## [Exercise directions]
Exactly how many lines below mention "Clone"? Answer with that number alone.

Saved data entries
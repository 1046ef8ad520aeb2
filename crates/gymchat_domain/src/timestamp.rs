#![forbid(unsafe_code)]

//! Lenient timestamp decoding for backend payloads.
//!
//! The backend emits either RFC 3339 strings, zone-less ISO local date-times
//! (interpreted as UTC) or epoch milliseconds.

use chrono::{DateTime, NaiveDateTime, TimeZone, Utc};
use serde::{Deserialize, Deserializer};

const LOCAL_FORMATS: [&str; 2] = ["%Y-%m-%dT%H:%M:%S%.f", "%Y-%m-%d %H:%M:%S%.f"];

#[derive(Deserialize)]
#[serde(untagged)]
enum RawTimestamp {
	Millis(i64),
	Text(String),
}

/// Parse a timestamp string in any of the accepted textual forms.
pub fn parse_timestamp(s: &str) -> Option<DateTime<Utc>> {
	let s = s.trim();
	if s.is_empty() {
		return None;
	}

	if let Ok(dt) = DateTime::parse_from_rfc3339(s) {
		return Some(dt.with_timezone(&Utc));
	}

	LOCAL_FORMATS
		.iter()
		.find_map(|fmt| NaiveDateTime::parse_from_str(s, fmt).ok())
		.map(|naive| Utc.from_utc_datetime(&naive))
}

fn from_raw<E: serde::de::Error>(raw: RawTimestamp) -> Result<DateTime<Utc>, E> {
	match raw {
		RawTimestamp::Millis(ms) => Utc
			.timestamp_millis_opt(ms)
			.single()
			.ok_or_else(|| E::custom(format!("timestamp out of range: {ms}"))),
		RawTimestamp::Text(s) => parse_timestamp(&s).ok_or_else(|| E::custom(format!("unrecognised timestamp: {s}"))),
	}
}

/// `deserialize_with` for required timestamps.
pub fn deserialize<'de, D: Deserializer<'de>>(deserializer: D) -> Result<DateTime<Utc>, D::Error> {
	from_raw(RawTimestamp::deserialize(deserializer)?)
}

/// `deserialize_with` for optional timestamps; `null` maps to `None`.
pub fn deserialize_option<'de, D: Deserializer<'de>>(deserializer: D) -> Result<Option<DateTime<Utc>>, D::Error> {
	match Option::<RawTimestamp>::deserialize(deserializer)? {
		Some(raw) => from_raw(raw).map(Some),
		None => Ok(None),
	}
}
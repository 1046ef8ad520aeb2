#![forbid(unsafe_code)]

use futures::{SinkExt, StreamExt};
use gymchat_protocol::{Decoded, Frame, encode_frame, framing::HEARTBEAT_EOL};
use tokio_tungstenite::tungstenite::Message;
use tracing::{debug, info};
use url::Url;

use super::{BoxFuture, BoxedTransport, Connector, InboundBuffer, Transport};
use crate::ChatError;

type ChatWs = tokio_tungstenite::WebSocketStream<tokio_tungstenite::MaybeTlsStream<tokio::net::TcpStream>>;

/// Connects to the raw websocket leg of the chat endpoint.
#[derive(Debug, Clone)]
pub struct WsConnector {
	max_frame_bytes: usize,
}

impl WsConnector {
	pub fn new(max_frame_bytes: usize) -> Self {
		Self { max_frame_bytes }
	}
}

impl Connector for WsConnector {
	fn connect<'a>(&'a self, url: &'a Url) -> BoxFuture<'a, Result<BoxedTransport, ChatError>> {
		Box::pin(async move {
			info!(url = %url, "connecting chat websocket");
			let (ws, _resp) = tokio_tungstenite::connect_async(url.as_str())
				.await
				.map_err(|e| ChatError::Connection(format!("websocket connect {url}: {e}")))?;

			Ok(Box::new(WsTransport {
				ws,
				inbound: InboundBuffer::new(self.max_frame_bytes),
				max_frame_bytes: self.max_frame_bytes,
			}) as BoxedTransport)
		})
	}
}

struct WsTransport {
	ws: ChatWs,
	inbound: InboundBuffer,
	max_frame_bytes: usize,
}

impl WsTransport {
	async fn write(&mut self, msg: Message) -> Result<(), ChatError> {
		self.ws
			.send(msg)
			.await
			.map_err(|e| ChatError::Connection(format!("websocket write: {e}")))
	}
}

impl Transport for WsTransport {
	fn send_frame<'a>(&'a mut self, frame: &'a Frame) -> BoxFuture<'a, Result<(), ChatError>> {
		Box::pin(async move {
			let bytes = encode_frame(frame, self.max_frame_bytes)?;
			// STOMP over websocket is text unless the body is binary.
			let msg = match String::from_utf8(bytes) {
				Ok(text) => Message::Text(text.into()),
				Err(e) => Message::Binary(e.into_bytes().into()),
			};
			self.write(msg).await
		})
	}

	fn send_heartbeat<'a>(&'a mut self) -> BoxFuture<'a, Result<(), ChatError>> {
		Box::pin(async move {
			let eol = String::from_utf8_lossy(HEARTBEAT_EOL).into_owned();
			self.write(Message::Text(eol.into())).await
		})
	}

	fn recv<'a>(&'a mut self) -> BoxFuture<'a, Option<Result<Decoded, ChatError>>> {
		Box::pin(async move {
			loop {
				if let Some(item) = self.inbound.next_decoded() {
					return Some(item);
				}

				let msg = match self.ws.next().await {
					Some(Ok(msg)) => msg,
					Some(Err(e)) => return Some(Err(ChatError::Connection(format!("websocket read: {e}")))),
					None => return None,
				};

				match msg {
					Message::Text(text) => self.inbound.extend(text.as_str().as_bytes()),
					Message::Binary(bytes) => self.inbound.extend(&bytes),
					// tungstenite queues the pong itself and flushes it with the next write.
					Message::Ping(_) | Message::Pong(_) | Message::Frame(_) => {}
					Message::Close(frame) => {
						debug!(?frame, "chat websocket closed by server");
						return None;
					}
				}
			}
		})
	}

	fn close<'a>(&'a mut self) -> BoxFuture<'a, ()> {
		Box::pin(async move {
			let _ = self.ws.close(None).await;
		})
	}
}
--
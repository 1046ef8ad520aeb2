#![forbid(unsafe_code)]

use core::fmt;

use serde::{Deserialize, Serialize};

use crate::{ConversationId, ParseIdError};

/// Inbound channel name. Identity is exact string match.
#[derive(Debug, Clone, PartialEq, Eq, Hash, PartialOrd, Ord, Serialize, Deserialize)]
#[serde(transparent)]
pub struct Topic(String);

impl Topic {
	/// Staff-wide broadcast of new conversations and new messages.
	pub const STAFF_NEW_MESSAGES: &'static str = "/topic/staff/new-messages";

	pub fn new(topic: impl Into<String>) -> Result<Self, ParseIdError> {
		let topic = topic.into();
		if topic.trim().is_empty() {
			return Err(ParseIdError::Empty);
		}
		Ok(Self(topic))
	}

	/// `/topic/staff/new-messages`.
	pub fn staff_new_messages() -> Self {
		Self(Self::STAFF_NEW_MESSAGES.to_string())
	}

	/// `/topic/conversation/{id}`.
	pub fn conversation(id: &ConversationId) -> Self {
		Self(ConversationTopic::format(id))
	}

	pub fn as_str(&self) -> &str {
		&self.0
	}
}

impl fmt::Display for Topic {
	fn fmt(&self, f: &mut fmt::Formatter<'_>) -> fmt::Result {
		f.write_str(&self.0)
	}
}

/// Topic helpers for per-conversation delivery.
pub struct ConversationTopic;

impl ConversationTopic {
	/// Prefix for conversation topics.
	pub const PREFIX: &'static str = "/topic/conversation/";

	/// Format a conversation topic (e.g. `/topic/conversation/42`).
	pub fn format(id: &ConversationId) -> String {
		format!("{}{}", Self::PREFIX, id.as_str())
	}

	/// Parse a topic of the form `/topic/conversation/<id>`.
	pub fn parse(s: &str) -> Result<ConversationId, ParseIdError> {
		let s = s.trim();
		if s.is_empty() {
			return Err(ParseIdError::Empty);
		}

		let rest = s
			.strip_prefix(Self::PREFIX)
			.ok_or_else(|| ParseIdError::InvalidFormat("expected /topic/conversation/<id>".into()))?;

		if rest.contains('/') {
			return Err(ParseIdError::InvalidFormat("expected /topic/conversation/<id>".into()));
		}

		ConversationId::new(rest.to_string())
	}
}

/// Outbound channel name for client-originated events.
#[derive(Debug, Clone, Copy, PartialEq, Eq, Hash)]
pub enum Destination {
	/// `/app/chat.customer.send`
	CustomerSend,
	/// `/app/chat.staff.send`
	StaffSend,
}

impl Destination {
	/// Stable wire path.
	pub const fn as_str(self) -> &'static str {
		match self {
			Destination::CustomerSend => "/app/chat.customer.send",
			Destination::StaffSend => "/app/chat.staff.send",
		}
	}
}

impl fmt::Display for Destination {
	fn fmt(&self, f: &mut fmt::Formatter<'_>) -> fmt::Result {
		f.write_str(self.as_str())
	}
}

## [Output for this exercise]
3